Yürürlükteki Avusturya vergi kanunları uyarınca yabancı bir iştirakten elde edilen gelirler vergiden istisnadır.
(En az % 10 oranında hissenin Avusturya mukimi bir firma tarafından en az 1 sene boyunca elde tutulmuş
olması şartıyla) Fakat iştirakin pasif nitelikli gelir elde etmesi ve düşük vergi yüküne sahip olması halinde,
istisna hükmü yerine mahsup sistemi uygulanmaktadır.

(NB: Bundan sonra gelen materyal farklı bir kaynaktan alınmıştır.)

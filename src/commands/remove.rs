//! REMOVE command handler.

use super::{Reply, WatchService, lookup_player};
use crate::error::CommandResult;
use crate::notify::{self, Event};
use crate::store::{RemoveOutcome, WatchEntry};
use tracing::{Instrument, info, info_span, warn};

/// Handle REMOVE command.
pub async fn handle_remove(
    service: &WatchService,
    user: &str,
    steam_id: &str,
) -> CommandResult<Reply> {
    match service.store.remove(steam_id).await {
        RemoveOutcome::NotFound => Ok(Reply::ephemeral(format!(
            "❌ SteamID `{}` not found",
            steam_id
        ))),
        RemoveOutcome::Removed(prior) => {
            info!(
                steam_id = %steam_id,
                removed_by = %user,
                added_by = %prior.added_by_or_unknown(),
                "Player removed from watchlist"
            );
            spawn_removal_log(service, steam_id, prior, user);
            Ok(Reply::public(format!("✅ Removed `{}`", steam_id)))
        }
    }
}

/// Send the removal audit event, looking up the name first if the entry
/// never cached one. The process-cached handle is dropped afterwards.
fn spawn_removal_log(service: &WatchService, steam_id: &str, prior: WatchEntry, removed_by: &str) {
    let resolver = service.resolver.clone();
    let api = service.api.clone();
    let notifier = service.notifier.clone();
    let steam_id = steam_id.to_string();
    let removed_by = removed_by.to_string();
    let span = info_span!("watch_removed", steam_id = %steam_id);

    tokio::spawn(
        async move {
            let name = match prior.display_name() {
                Some(name) => Some(name.to_string()),
                None => {
                    match lookup_player(&resolver, api.as_ref(), &steam_id, prior.internal_handle())
                        .await
                    {
                        Ok((_, status)) => status.display_name,
                        Err(e) => {
                            warn!(error = %e, "Failed to look up player name");
                            None
                        }
                    }
                }
            };
            resolver.forget(&steam_id);

            notify::dispatch(
                notifier.as_ref(),
                Event::WatchRemoved {
                    steam_id,
                    name,
                    added_by: prior.added_by_or_unknown().to_string(),
                    removed_by,
                },
            )
            .await;
        }
        .instrument(span),
    );
}
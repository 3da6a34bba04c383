//! Watchlist store.
//!
//! Sole owner of the SteamID -> [`WatchEntry`] map. Every mutation runs under
//! one async mutex together with the write-through persist, so a command and
//! a reconciliation pass touching the same entry never lose each other's
//! update. Callers never hold an entry across an await; they hand in a
//! closure that is applied to the current entry.

pub mod document;
mod entry;

use document::Entries;
pub use entry::WatchEntry;

use crate::error::StoreError;
use std::path::{Path, PathBuf};
use tokio::sync::Mutex;
use tracing::{error, info};

/// Result of [`WatchlistStore::add`].
#[derive(Debug, Clone, PartialEq, Eq)]
pub enum AddOutcome {
    Created,
    AlreadyExists,
    /// Empty or whitespace-only identifier.
    Invalid,
}

/// Result of [`WatchlistStore::remove`].
#[derive(Debug, Clone, PartialEq, Eq)]
pub enum RemoveOutcome {
    Removed(WatchEntry),
    NotFound,
}

/// Persistent, mutex-guarded watchlist.
pub struct WatchlistStore {
    path: PathBuf,
    entries: Mutex<Entries>,
}

impl WatchlistStore {
    /// Open the store at `path`, loading (or creating) the document.
    pub async fn open(path: impl AsRef<Path>) -> Result<Self, StoreError> {
        let path = path.as_ref().to_path_buf();
        let (entries, outcome) = document::load(&path).await?;
        info!(
            path = %path.display(),
            count = entries.len(),
            outcome = ?outcome,
            "Watchlist loaded"
        );
        crate::metrics::set_watched(entries.len());
        Ok(Self {
            path,
            entries: Mutex::new(entries),
        })
    }

    /// Start watching `external_id`. Existing entries are left untouched.
    pub async fn add(&self, external_id: &str, added_by: &str) -> AddOutcome {
        let external_id = external_id.trim();
        if external_id.is_empty() {
            return AddOutcome::Invalid;
        }

        let mut entries = self.entries.lock().await;
        if entries.contains_key(external_id) {
            return AddOutcome::AlreadyExists;
        }
        entries.insert(external_id.to_string(), WatchEntry::new(added_by));
        self.persist(&entries).await;
        AddOutcome::Created
    }

    /// Stop watching `external_id`, returning the removed entry.
    pub async fn remove(&self, external_id: &str) -> RemoveOutcome {
        let mut entries = self.entries.lock().await;
        match entries.shift_remove(external_id) {
            Some(prior) => {
                self.persist(&entries).await;
                RemoveOutcome::Removed(prior)
            }
            None => RemoveOutcome::NotFound,
        }
    }

    pub async fn get(&self, external_id: &str) -> Option<WatchEntry> {
        self.entries.lock().await.get(external_id).cloned()
    }

    /// All entries in insertion order.
    pub async fn list_all(&self) -> Vec<(String, WatchEntry)> {
        self.entries
            .lock()
            .await
            .iter()
            .map(|(k, v)| (k.clone(), v.clone()))
            .collect()
    }

    /// Watched identifiers in insertion order.
    pub async fn keys(&self) -> Vec<String> {
        self.entries.lock().await.keys().cloned().collect()
    }

    #[cfg(test)]
    pub async fn len(&self) -> usize {
        self.entries.lock().await.len()
    }

    pub async fn is_empty(&self) -> bool {
        self.entries.lock().await.is_empty()
    }

    /// Read-modify-write one entry, then persist the whole document.
    ///
    /// Returns `None` if the entry does not exist (e.g. it was removed).
    #[cfg(test)]
    pub async fn update<F, R>(&self, external_id: &str, f: F) -> Option<R>
    where
        F: FnOnce(&mut WatchEntry) -> R,
    {
        self.update_with(external_id, |entry| (f(entry), true)).await
    }

    /// Read-modify-write one entry; persist only if the closure reports a change.
    pub async fn update_with<F, R>(&self, external_id: &str, f: F) -> Option<R>
    where
        F: FnOnce(&mut WatchEntry) -> (R, bool),
    {
        let mut entries = self.entries.lock().await;
        let entry = entries.get_mut(external_id)?;
        let (result, changed) = f(entry);
        if changed {
            self.persist(&entries).await;
        }
        Some(result)
    }

    /// Write-through persist. Failures are logged; memory stays authoritative.
    async fn persist(&self, entries: &Entries) {
        crate::metrics::set_watched(entries.len());
        if let Err(e) = document::save(&self.path, entries).await {
            error!(path = %self.path.display(), error = %e, "Failed to save watchlist");
            crate::metrics::record_persist_failure(e.error_code());
        }
    }

    #[cfg(test)]
    pub fn path(&self) -> &Path {
        &self.path
    }
}
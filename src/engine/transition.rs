//! Transition classification.
//!
//! | previous | current | server changed           | outcome       |
//! |----------|---------|--------------------------|---------------|
//! | offline  | online  | -                        | CameOnline    |
//! | online   | offline | -                        | WentOffline   |
//! | online   | online  | yes, previous known      | ChangedServer |
//! | online   | online  | no, or previous unknown  | NoOp (refresh)|
//! | offline  | offline | -                        | NoOp          |

use crate::api::{PlayerStatus, UNKNOWN_SERVER};
use crate::store::WatchEntry;

#[derive(Debug, Clone, PartialEq, Eq)]
pub enum Transition {
    CameOnline { server: String },
    WentOffline { last_server: Option<String> },
    ChangedServer { from: String, to: String },
    NoOp,
}

impl Transition {
    pub fn kind(&self) -> &'static str {
        match self {
            Self::CameOnline { .. } => "came_online",
            Self::WentOffline { .. } => "went_offline",
            Self::ChangedServer { .. } => "changed_server",
            Self::NoOp => "noop",
        }
    }

    #[cfg(test)]
    pub fn is_noop(&self) -> bool {
        matches!(self, Self::NoOp)
    }
}

/// Classify a fresh status against the previous state.
pub fn classify(
    previous_online: bool,
    previous_server: Option<&str>,
    status: &PlayerStatus,
) -> Transition {
    let current_server = status.server_label.as_deref().unwrap_or(UNKNOWN_SERVER);

    match (previous_online, status.is_online) {
        (false, true) => Transition::CameOnline {
            server: current_server.to_string(),
        },
        (true, false) => Transition::WentOffline {
            last_server: previous_server.map(str::to_string),
        },
        (true, true) => match previous_server {
            Some(from) if from != current_server => Transition::ChangedServer {
                from: from.to_string(),
                to: current_server.to_string(),
            },
            _ => Transition::NoOp,
        },
        (false, false) => Transition::NoOp,
    }
}

/// Apply a classified transition to `entry`. Returns true if the entry changed.
pub fn apply(entry: &mut WatchEntry, transition: &Transition, status: &PlayerStatus) -> bool {
    match transition {
        Transition::CameOnline { server } => {
            entry.mark_online(server);
            true
        }
        Transition::WentOffline { .. } => {
            entry.mark_offline();
            true
        }
        Transition::ChangedServer { to, .. } => {
            entry.mark_online(to);
            true
        }
        Transition::NoOp if status.is_online => {
            let current = status.server_label.as_deref().unwrap_or(UNKNOWN_SERVER);
            entry.refresh_server_label(current)
        }
        Transition::NoOp => false,
    }
}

Yurtdışı iştiraklerden elde edilecek temettü gelirinin stopaja tabi tutulmasından kaçınmak, Avusturya mukimi
ana şirketin yurtdışı iştirak ile birleşmesi durumunda sağlanabilmektedir. Bu durumda temettü dağıtımı söz
konusu olamayacağından, dağıtılan kar payı vergisi olarak Avusturya’daki şirkete aktarılabilmektedir.
Ancak yeni düzenleme ile yurtdışı iştirakin pasif nitelikli gelir elde etmesi ve düşük vergi yüküne sahip olması
durumunda, birleşme sonrasında dağıtılabilir tüm kazancın dağıtılmış olduğu kabul edilecek ve Avusturya’da
vergilendirilebilecektir. (Yurtdışında ödenen vergiler indirim konusu yapılabilecektir.)

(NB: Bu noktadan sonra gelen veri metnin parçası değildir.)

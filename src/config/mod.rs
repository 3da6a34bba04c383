//! Configuration loading and management.
//!
//! This module is split into logical submodules:
//! - [`types`]: Config struct definitions, TOML loading and environment overrides
//! - [`validation`]: Startup validation that reports every problem at once

mod types;
pub mod validation;

pub use types::{ApiConfig, Config, DiscordConfig, WebhookConfig};
//! Integration test common infrastructure.
//!
//! Provides a fake upstream, a daemon launcher and a command client.

pub mod client;
pub mod mock;
pub mod server;

#[allow(unused_imports)]
pub use client::CommandClient;
#[allow(unused_imports)]
pub use mock::MockUpstream;
#[allow(unused_imports)]
pub use server::TestServer;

Banka gizliliği ve mükelleflere yeni çareler
Avusturya her zaman katı banka gizliliği kurallarına sahip bir ülke olarak tanınmış olup, yakın bir zamana
kadar Avusturya yetkilileri sadece diğer ülkede cezai soruşturmanın başlamış olması durumunda, bu diğer
ülkedeki yetkili makamlar için banka hesapları hakkında bilgi topluyor ve onlara bilgi sağlıyordu. Bilgi değişimi
konusundaki tutumunun sonucu olarak, Avusturya OECD model anlaşmalarının 26. maddesine çekince
koymuştu.
Avusturya’nın veri koruma konusundaki yüksek standartları ve bilgi değişimi konusundaki kısıtlayıcı yaklaşımı
OECD ve Almanya başta olmak üzere OECD’ye üye ülkelerden birkaç tanesi tarafından eleştiri konusu
yapılmaktaydı.
Sonunda Avusturya banka gizliliği konusundaki kurallarda değişiklik yapmayı, OECD model anlaşmasının 26.

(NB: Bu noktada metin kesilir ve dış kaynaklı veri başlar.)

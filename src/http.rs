//! HTTP server for the command endpoint, Prometheus metrics and health.
//!
//! Runs on its own tokio task.

use crate::commands::{Invocation, Reply, WatchService};
use axum::extract::State;
use axum::routing::{get, post};
use axum::{Json, Router};
use std::net::SocketAddr;
use std::sync::Arc;

/// Handler for POST /commands.
async fn command_handler(
    State(service): State<Arc<WatchService>>,
    Json(invocation): Json<Invocation>,
) -> Json<Reply> {
    Json(service.handle(invocation).await)
}

/// Handler for GET /metrics - returns Prometheus metrics in text format.
async fn metrics_handler() -> String {
    crate::metrics::gather_metrics()
}

async fn health_handler() -> &'static str {
    "ok"
}

pub fn router(service: Arc<WatchService>) -> Router {
    Router::new()
        .route("/commands", post(command_handler))
        .route("/metrics", get(metrics_handler))
        .route("/health", get(health_handler))
        .with_state(service)
}

/// Run the HTTP server until it fails.
pub async fn run_http_server(addr: SocketAddr, service: Arc<WatchService>) -> anyhow::Result<()> {
    let listener = tokio::net::TcpListener::bind(&addr).await.map_err(|e| {
        tracing::error!("Failed to bind HTTP server on {}: {}", addr, e);
        e
    })?;
    tracing::info!("HTTP server listening on {}", addr);

    axum::serve(listener, router(service)).await?;
    Ok(())
}
//! Fake BattleMetrics API and Discord webhook sink.
//!
//! One axum server plays both roles so a spawned daemon can be pointed at a
//! single base URL.

use axum::extract::{Path, Query, State};
use axum::http::StatusCode;
use axum::routing::{get, post};
use axum::{Json, Router};
use serde_json::{Value, json};
use std::collections::HashMap;
use std::net::SocketAddr;
use std::sync::{Arc, Mutex};
use std::time::Duration;
use tokio::task::JoinHandle;

#[derive(Default)]
struct Players {
    /// steam id -> handle
    handles: HashMap<String, String>,
    /// handle -> display name
    names: HashMap<String, String>,
    /// handle -> server the player is on
    online: HashMap<String, String>,
}

#[derive(Default)]
struct MockState {
    players: Mutex<Players>,
    /// (channel, payload) in arrival order
    webhooks: Mutex<Vec<(String, Value)>>,
}

/// A running mock upstream.
pub struct MockUpstream {
    addr: SocketAddr,
    state: Arc<MockState>,
    task: JoinHandle<()>,
}

impl MockUpstream {
    pub async fn start() -> anyhow::Result<Self> {
        let state = Arc::new(MockState::default());
        let app = Router::new()
            .route("/players", get(search))
            .route("/players/:id", get(player))
            .route("/hooks/:channel", post(webhook))
            .with_state(state.clone());

        let listener = tokio::net::TcpListener::bind("127.0.0.1:0").await?;
        let addr = listener.local_addr()?;
        let task = tokio::spawn(async move {
            let _ = axum::serve(listener, app).await;
        });

        Ok(Self { addr, state, task })
    }

    pub fn base_url(&self) -> String {
        format!("http://{}", self.addr)
    }

    pub fn add_player(&self, steam_id: &str, handle: &str, name: &str) {
        let mut players = self.state.players.lock().unwrap();
        players.handles.insert(steam_id.into(), handle.into());
        players.names.insert(handle.into(), name.into());
    }

    pub fn set_online(&self, handle: &str, server: &str) {
        let mut players = self.state.players.lock().unwrap();
        players.online.insert(handle.into(), server.into());
    }

    pub fn set_offline(&self, handle: &str) {
        self.state.players.lock().unwrap().online.remove(handle);
    }

    pub fn webhooks(&self) -> Vec<(String, Value)> {
        self.state.webhooks.lock().unwrap().clone()
    }

    /// Wait until a webhook with the given embed title arrives.
    pub async fn wait_for_embed(&self, title: &str) -> anyhow::Result<Value> {
        for _ in 0..50 {
            let found = self
                .webhooks()
                .into_iter()
                .map(|(_, body)| body["embeds"][0].clone())
                .find(|embed| embed["title"] == title);
            if let Some(embed) = found {
                return Ok(embed);
            }
            tokio::time::sleep(Duration::from_millis(100)).await;
        }
        anyhow::bail!("no webhook with title {:?} within 5 seconds", title)
    }
}

impl Drop for MockUpstream {
    fn drop(&mut self) {
        self.task.abort();
    }
}

async fn search(
    State(state): State<Arc<MockState>>,
    Query(query): Query<HashMap<String, String>>,
) -> Json<Value> {
    let players = state.players.lock().unwrap();
    let data: Vec<Value> = query
        .get("filter[search]")
        .and_then(|id| players.handles.get(id))
        .map(|handle| json!({ "type": "player", "id": handle }))
        .into_iter()
        .collect();
    Json(json!({ "data": data }))
}

async fn player(
    State(state): State<Arc<MockState>>,
    Path(handle): Path<String>,
) -> Result<Json<Value>, StatusCode> {
    let players = state.players.lock().unwrap();
    let Some(name) = players.names.get(&handle) else {
        return Err(StatusCode::NOT_FOUND);
    };

    let included: Vec<Value> = players
        .online
        .get(&handle)
        .map(|server| {
            json!({
                "type": "server",
                "id": "srv-1",
                "attributes": { "name": server },
                "meta": { "online": true }
            })
        })
        .into_iter()
        .collect();

    Ok(Json(json!({
        "data": { "type": "player", "id": handle, "attributes": { "name": name } },
        "included": included
    })))
}

async fn webhook(
    State(state): State<Arc<MockState>>,
    Path(channel): Path<String>,
    Json(body): Json<Value>,
) -> StatusCode {
    state.webhooks.lock().unwrap().push((channel, body));
    StatusCode::NO_CONTENT
}
//! Minimal Wavefront OBJ reader for the static meshes placed next to the animated grid.

use std::collections::HashMap;
use std::path::Path;

use anyhow::Context;
use cgmath::{InnerSpace, Vector3, Zero};

use crate::error::Error;
use crate::render::mesh::StaticVertex;

pub struct ObjMesh {
    pub vertices: Vec<StaticVertex>,
    pub indices: Vec<u32>,
}

#[derive(Clone, Copy, PartialEq, Eq, Hash)]
struct Corner {
    position: usize,
    tex_coord: Option<usize>,
}

pub fn load_obj(path: &Path) -> anyhow::Result<ObjMesh> {
    log::debug!("Loading obj mesh {}", path.display());

    let source = std::fs::read_to_string(path)
        .with_context(|| format!("Failed to read {}", path.display()))?;

    parse_obj(&source).with_context(|| format!("Failed to load {}", path.display()))
}

pub fn parse_obj(source: &str) -> Result<ObjMesh, Error> {
    let mut positions: Vec<[f32; 3]> = Vec::new();
    let mut tex_coords: Vec<[f32; 2]> = Vec::new();

    let mut corners: HashMap<Corner, u32> = HashMap::new();
    let mut vertices: Vec<StaticVertex> = Vec::new();
    let mut indices: Vec<u32> = Vec::new();

    for (line_index, line) in source.lines().enumerate() {
        let line_number = line_index + 1;
        let line = line.split('#').next().unwrap_or_default();
        let mut fields = line.split_whitespace();

        match fields.next() {
            Some("v") => positions.push(parse_floats(fields, line_number)?),
            Some("vt") => {
                let [s, t, _]: [f32; 3] = parse_floats(fields.chain(["0"]), line_number)?;
                tex_coords.push([s, t]);
            }
            Some("f") => {
                let mut face = Vec::new();
                for field in fields {
                    let corner =
                        parse_corner(field, positions.len(), tex_coords.len(), line_number)?;
                    let index = match corners.get(&corner) {
                        Some(index) => *index,
                        None => {
                            let index = vertices.len() as u32;
                            vertices.push(StaticVertex {
                                position: positions[corner.position],
                                normal: [0.0; 3],
                                tex_coord: corner
                                    .tex_coord
                                    .map(|tex_coord| tex_coords[tex_coord])
                                    .unwrap_or_default(),
                            });
                            corners.insert(corner, index);
                            index
                        }
                    };
                    face.push(index);
                }

                if face.len() < 3 {
                    return Err(Error::Parse {
                        line: line_number,
                        message: format!("a face needs three corners, found {}", face.len()),
                    });
                }

                // fan around the first corner
                for window in 1..face.len() - 1 {
                    indices.extend_from_slice(&[face[0], face[window], face[window + 1]]);
                }
            }
            _ => {}
        }
    }

    accumulate_normals(&mut vertices, &indices);

    log::debug!(
        "Parsed obj mesh with {} vertices and {} triangles",
        vertices.len(),
        indices.len() / 3
    );

    Ok(ObjMesh { vertices, indices })
}

fn parse_floats<'a, const N: usize>(
    fields: impl Iterator<Item = &'a str>,
    line: usize,
) -> Result<[f32; N], Error> {
    let mut values = [0.0; N];
    let mut fields = fields;

    for value in values.iter_mut() {
        let field = fields.next().ok_or_else(|| Error::Parse {
            line,
            message: format!("expected {N} numbers"),
        })?;
        *value = field.parse().map_err(|_| Error::Parse {
            line,
            message: format!("expected a number, found '{field}'"),
        })?;
    }

    Ok(values)
}

/// Resolves one `v`, `v/vt`, `v//vn` or `v/vt/vn` corner. Negative indices count back
/// from the end of the list read so far.
fn parse_corner(
    field: &str,
    position_count: usize,
    tex_coord_count: usize,
    line: usize,
) -> Result<Corner, Error> {
    let mut parts = field.split('/');

    let position = resolve_index(parts.next(), position_count, line)?.ok_or_else(|| {
        Error::Parse {
            line,
            message: format!("face corner '{field}' has no position"),
        }
    })?;
    let tex_coord = resolve_index(parts.next(), tex_coord_count, line)?;

    Ok(Corner {
        position,
        tex_coord,
    })
}

fn resolve_index(part: Option<&str>, count: usize, line: usize) -> Result<Option<usize>, Error> {
    let part = match part {
        Some(part) if !part.is_empty() => part,
        _ => return Ok(None),
    };

    let index: i64 = part.parse().map_err(|_| Error::Parse {
        line,
        message: format!("expected an index, found '{part}'"),
    })?;

    let resolved = match index {
        0 => None,
        index if index > 0 => Some(index as usize - 1),
        index => count.checked_sub(index.unsigned_abs() as usize),
    };

    match resolved {
        Some(resolved) if resolved < count => Ok(Some(resolved)),
        _ => Err(Error::Parse {
            line,
            message: format!("index {index} is outside the {count} entries read so far"),
        }),
    }
}

fn accumulate_normals(vertices: &mut [StaticVertex], indices: &[u32]) {
    let mut normals = vec![Vector3::<f32>::zero(); vertices.len()];

    for triangle in indices.chunks_exact(3) {
        let [v0, v1, v2] = [triangle[0], triangle[1], triangle[2]]
            .map(|index| Vector3::from(vertices[index as usize].position));
        let normal = (v1 - v0).cross(v2 - v0);
        for index in triangle {
            normals[*index as usize] += normal;
        }
    }

    for (vertex, normal) in vertices.iter_mut().zip(normals) {
        if normal.magnitude2() > 0.0 {
            vertex.normal = normal.normalize().into();
        }
    }
}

Maddesine koymuş olduğu çekinceyi kaldırmayı, OECD 26. Maddede yer alan kurallara benzeyen bilgi
değişimi kurallarını yürürlüğe koymayı ve mevcut çifte vergilendirmeyi önleme anlaşmalarını değiştirmeyi
kabul etmiştir.
Avusturya 4 bilgi değişimi anlaşmasını (Andorra, Gibraltar, Monaco, St. Vincent ve Grenadinler) ve 11 çifte
vergilendirmeyi önleme anlaşmasını (Bahreyn, Belçika, Birleşik Krallık, Danimarka, Hollanda, İsviçre,
Lüksemburg, Meksika, Norveç, San Marino ve Singapur) OECD model anlaşması 26. maddede yer alan
hükümlere uygun olarak sonlandırmıştır.
Yeni Kanun
Avusturya ayrıca uluslararası idari yardım konusunda Administrative Assistance Accomplishment Act (ADG)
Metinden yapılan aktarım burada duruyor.